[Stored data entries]
use amp_dom::{Document, element};
use serde_json::json;

use super::{body, by_id, child_tags, head, html, page};
use crate::OptimizerConfig;
use crate::transform::{
    BOILERPLATE_ATTR, Disqualification, DisqualifyReason, NO_BOILERPLATE_ATTR, RUNTIME_MARKER_ATTR,
    ServerSideRendering, SsrOutcome,
};

fn ssr(doc: &mut Document) -> crate::transform::SsrReport {
    ServerSideRendering::default().apply(doc).expect("ssr")
}

fn has_boilerplate(doc: &Document) -> bool {
    let head = head(doc);
    doc.descendants(head)
        .any(|n| doc.has_tag(n, "style") && doc.has_attr(n, BOILERPLATE_ATTR))
}

#[test]
fn resolvable_page_loses_its_boilerplate() {
    let mut doc = page(
        [],
        [element("amp-img")
            .attr("layout", "responsive")
            .attr("width", "400")
            .attr("height", "300")
            .attr("src", "a.jpg")],
    );

    let report = ssr(&mut doc);
    assert_eq!(report.outcome, SsrOutcome::BoilerplateRemoved);
    assert_eq!(report.resolved, 1);
    assert!(report.disqualifications.is_empty());

    let html = html(&doc);
    assert_eq!(
        doc.node_to_json_value(html),
        json!({
            "type": "element",
            "tag": "html",
            "attrs": { "amp": "", "i-amphtml-layout": "", "i-amphtml-no-boilerplate": "" },
            "children": [
                {
                    "type": "element",
                    "tag": "head",
                    "attrs": {},
                    "children": [
                        { "type": "element", "tag": "style", "attrs": { "amp-runtime": "" }, "children": [] },
                        { "type": "element", "tag": "meta", "attrs": { "charset": "utf-8" }, "children": [] },
                    ],
                },
                {
                    "type": "element",
                    "tag": "body",
                    "attrs": {},
                    "children": [{
                        "type": "element",
                        "tag": "amp-img",
                        "attrs": {
                            "class": "i-amphtml-layout-responsive i-amphtml-layout-size-defined",
                            "height": "300",
                            "i-amphtml-layout": "responsive",
                            "layout": "responsive",
                            "src": "a.jpg",
                            "width": "400",
                        },
                        "children": [{
                            "type": "element",
                            "tag": "i-amphtml-sizer",
                            "attrs": { "style": "display:block;padding-top:75%" },
                            "children": [],
                        }],
                    }],
                },
            ],
        })
    );
}

#[test]
fn second_run_is_a_no_op() {
    let mut doc = page(
        [],
        [element("amp-img").attr("width", "300").attr("height", "200")],
    );
    assert_eq!(ssr(&mut doc).outcome, SsrOutcome::BoilerplateRemoved);
    let once = doc.to_json_value();

    let again = ssr(&mut doc);
    assert_eq!(again.outcome, SsrOutcome::AlreadyTransformed);
    assert_eq!(again.resolved, 0);
    assert_eq!(doc.to_json_value(), once);
}

#[test]
fn kept_boilerplate_is_also_idempotent() {
    let mut doc = page([], [element("amp-audio").attr("src", "a.mp3")]);
    assert_eq!(ssr(&mut doc).outcome, SsrOutcome::BoilerplateKept);
    let once = doc.to_json_value();

    assert_eq!(ssr(&mut doc).outcome, SsrOutcome::AlreadyTransformed);
    assert_eq!(doc.to_json_value(), once);
}

#[test]
fn one_media_query_keeps_the_whole_boilerplate() {
    let mut doc = page(
        [],
        [
            element("amp-img")
                .attr("id", "plain")
                .attr("width", "300")
                .attr("height", "200"),
            element("amp-img")
                .attr("id", "media")
                .attr("media", "(min-width: 650px)")
                .attr("width", "300")
                .attr("height", "200"),
        ],
    );

    let report = ssr(&mut doc);
    assert_eq!(report.outcome, SsrOutcome::BoilerplateKept);
    assert_eq!(
        report.disqualifications,
        vec![Disqualification {
            tag: "amp-img".to_string(),
            reason: DisqualifyReason::UnsupportedAttribute { attribute: "media" },
        }]
    );
    assert!(has_boilerplate(&doc));

    // Layouts are still applied so the runtime has less to do.
    assert_eq!(report.resolved, 2);
    assert_eq!(doc.attr(by_id(&doc, "plain"), "i-amphtml-layout"), Some("fixed"));

    let html = html(&doc);
    assert!(doc.has_attr(html, "i-amphtml-layout"));
    assert!(!doc.has_attr(html, NO_BOILERPLATE_ATTR));
    let marker = doc.first_child(head(&doc)).expect("marker");
    assert!(doc.has_attr(marker, RUNTIME_MARKER_ATTR));
}

#[test]
fn report_serializes_with_flat_reasons() {
    let mut doc = page(
        [],
        [element("amp-img")
            .attr("sizes", "50vw")
            .attr("width", "400")
            .attr("height", "300")],
    );
    let report = ssr(&mut doc);
    assert_eq!(
        serde_json::to_value(&report).expect("serialize"),
        json!({
            "outcome": "boilerplate-kept",
            "resolved": 1,
            "disqualifications": [
                { "tag": "amp-img", "reason": "unsupported-attribute", "attribute": "sizes" },
            ],
        })
    );
}

#[test]
fn template_content_is_not_inspected() {
    let mut doc = page(
        [],
        [element("template").attr("type", "amp-mustache").child(
            element("amp-img")
                .attr("id", "templated")
                .attr("media", "(min-width: 650px)")
                .attr("width", "{{w}}")
                .attr("height", "{{h}}"),
        )],
    );

    let report = ssr(&mut doc);
    assert_eq!(report.outcome, SsrOutcome::BoilerplateRemoved);
    assert_eq!(report.resolved, 0);
    assert!(!doc.has_attr(by_id(&doc, "templated"), "i-amphtml-layout"));
}

#[test]
fn elements_after_a_template_are_still_visited() {
    let mut doc = page(
        [],
        [
            element("div").child(element("template").child(element("amp-img"))),
            element("amp-img")
                .attr("id", "after")
                .attr("width", "1")
                .attr("height", "1"),
        ],
    );
    let report = ssr(&mut doc);
    assert_eq!(report.resolved, 1);
    assert_eq!(doc.attr(by_id(&doc, "after"), "i-amphtml-layout"), Some("fixed"));
}

#[test]
fn amp_audio_keeps_the_boilerplate_without_a_head_declaration() {
    let mut doc = page([], [element("amp-audio").attr("id", "audio").attr("src", "a.mp3")]);

    let report = ssr(&mut doc);
    assert_eq!(report.outcome, SsrOutcome::BoilerplateKept);
    assert_eq!(
        report.disqualifications[0].reason,
        DisqualifyReason::RenderDelayingElement
    );
    assert!(has_boilerplate(&doc));
    assert!(!doc.has_attr(by_id(&doc, "audio"), "class"));
}

#[test]
fn render_delaying_extension_in_head_keeps_the_boilerplate() {
    let mut doc = page(
        [element("script")
            .attr("async", "")
            .attr("custom-element", "amp-experiment")
            .attr("src", "https://cdn.ampproject.org/v0/amp-experiment-0.1.js")],
        [element("amp-img").attr("width", "10").attr("height", "10")],
    );

    let report = ssr(&mut doc);
    assert_eq!(report.outcome, SsrOutcome::BoilerplateKept);
    assert_eq!(
        report.disqualifications,
        vec![Disqualification {
            tag: "script".to_string(),
            reason: DisqualifyReason::RenderDelayingExtension {
                extension: "amp-experiment".to_string(),
            },
        }]
    );
    assert!(has_boilerplate(&doc));
}

#[test]
fn other_extensions_do_not_block_removal() {
    let mut doc = page(
        [element("script")
            .attr("async", "")
            .attr("custom-element", "amp-carousel")],
        [],
    );
    assert_eq!(ssr(&mut doc).outcome, SsrOutcome::BoilerplateRemoved);
}

#[test]
fn unit_mismatch_is_left_to_the_runtime() {
    let mut doc = page(
        [],
        [element("amp-img")
            .attr("id", "img")
            .attr("layout", "responsive")
            .attr("width", "400px")
            .attr("height", "30em")],
    );

    let report = ssr(&mut doc);
    assert_eq!(report.outcome, SsrOutcome::BoilerplateKept);
    assert_eq!(
        report.disqualifications[0].reason,
        DisqualifyReason::UnsupportedLayout
    );
    let img = by_id(&doc, "img");
    assert!(!doc.has_attr(img, "i-amphtml-layout"));
    assert_eq!(doc.first_child(img), None);
}

#[test]
fn unparseable_length_keeps_the_boilerplate() {
    let mut doc = page([], [element("amp-img").attr("width", "wide").attr("height", "10")]);
    let report = ssr(&mut doc);
    assert_eq!(report.outcome, SsrOutcome::BoilerplateKept);
    assert_eq!(
        report.disqualifications[0].reason,
        DisqualifyReason::InvalidLength
    );
}

#[test]
fn plain_html_elements_are_ignored() {
    let mut doc = page(
        [],
        [element("div")
            .attr("media", "(min-width: 650px)")
            .attr("layout", "bogus")
            .child(element("img").attr("width", "wide"))],
    );
    assert_eq!(ssr(&mut doc).outcome, SsrOutcome::BoilerplateRemoved);
}

#[test]
fn missing_document_element_is_reported() {
    let mut doc = Document::from_element(element("div")).expect("valid document");
    let before = doc.to_json_value();
    assert_eq!(ssr(&mut doc).outcome, SsrOutcome::NoDocumentElement);
    assert_eq!(doc.to_json_value(), before);
}

#[test]
fn missing_head_is_created() {
    let mut doc = Document::from_element(
        element("html").child(
            element("body").child(element("amp-img").attr("width", "1").attr("height", "1")),
        ),
    )
    .expect("valid document");

    assert_eq!(ssr(&mut doc).outcome, SsrOutcome::BoilerplateRemoved);
    let html = html(&doc);
    assert_eq!(child_tags(&doc, html), vec!["head", "body"]);
    assert_eq!(child_tags(&doc, head(&doc)), vec!["style"]);
}

#[test]
fn disabled_pass_leaves_the_document_alone() {
    let options = OptimizerConfig::default().with_ssr_enabled(false);
    let mut doc = page([], [element("amp-img").attr("width", "1").attr("height", "1")]);
    let before = doc.to_json_value();

    let report = ServerSideRendering::new(&options).apply(&mut doc).expect("ssr");
    assert_eq!(report.outcome, SsrOutcome::Disabled);
    assert!(!report.outcome.transformed());
    assert_eq!(doc.to_json_value(), before);
}

#[test]
fn unrelated_noscript_survives_removal() {
    let mut doc = page(
        [element("noscript").child(element("link").attr("rel", "stylesheet"))],
        [],
    );
    assert_eq!(ssr(&mut doc).outcome, SsrOutcome::BoilerplateRemoved);
    assert_eq!(
        child_tags(&doc, head(&doc)),
        vec!["style", "meta", "noscript"]
    );
    assert!(!has_boilerplate(&doc));
}

#[test]
fn existing_body_children_keep_their_order() {
    let mut doc = page(
        [],
        [
            element("h1").text("Title"),
            element("amp-img").attr("width", "1").attr("height", "1"),
            element("p").text("Body"),
        ],
    );
    ssr(&mut doc);
    assert_eq!(child_tags(&doc, body(&doc)), vec!["h1", "amp-img", "p"]);
}

#[test]
fn overflowing_length_keeps_the_boilerplate() {
    let huge = "1".repeat(400);
    let mut doc = page(
        [],
        [element("amp-img")
            .attr("id", "img")
            .attr("width", huge)
            .attr("height", "10")],
    );

    let report = ssr(&mut doc);
    assert_eq!(report.outcome, SsrOutcome::BoilerplateKept);
    assert_eq!(
        report.disqualifications[0].reason,
        DisqualifyReason::InvalidLength
    );
    assert!(has_boilerplate(&doc));
    assert!(!doc.has_attr(by_id(&doc, "img"), "style"));
}

#[test]
fn percent_height_against_px_width_is_reported() {
    let mut doc = page(
        [],
        [element("amp-img")
            .attr("layout", "responsive")
            .attr("width", "300px")
            .attr("height", "50%")],
    );
    let report = ssr(&mut doc);
    assert_eq!(
        serde_json::to_value(&report).expect("serialize"),
        json!({
            "outcome": "boilerplate-kept",
            "resolved": 0,
            "disqualifications": [
                { "tag": "amp-img", "reason": "unsupported-layout" },
            ],
        })
    );
}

:: EXERCISE ::
Every line from the first entry to the line containing "fn ssr(doc: &mut" should be transcribed exactly, and nothing beyond it.

:: ANSWER BOX ::
use amp_dom::{Document, element};
use serde_json::json;

use super::{body, by_id, child_tags, head, html, page};
use crate::OptimizerConfig;
use crate::transform::{
    BOILERPLATE_ATTR, Disqualification, DisqualifyReason, NO_BOILERPLATE_ATTR, RUNTIME_MARKER_ATTR,
    ServerSideRendering, SsrOutcome,
};

fn ssr(doc: &mut Document) -> crate::transform::SsrReport {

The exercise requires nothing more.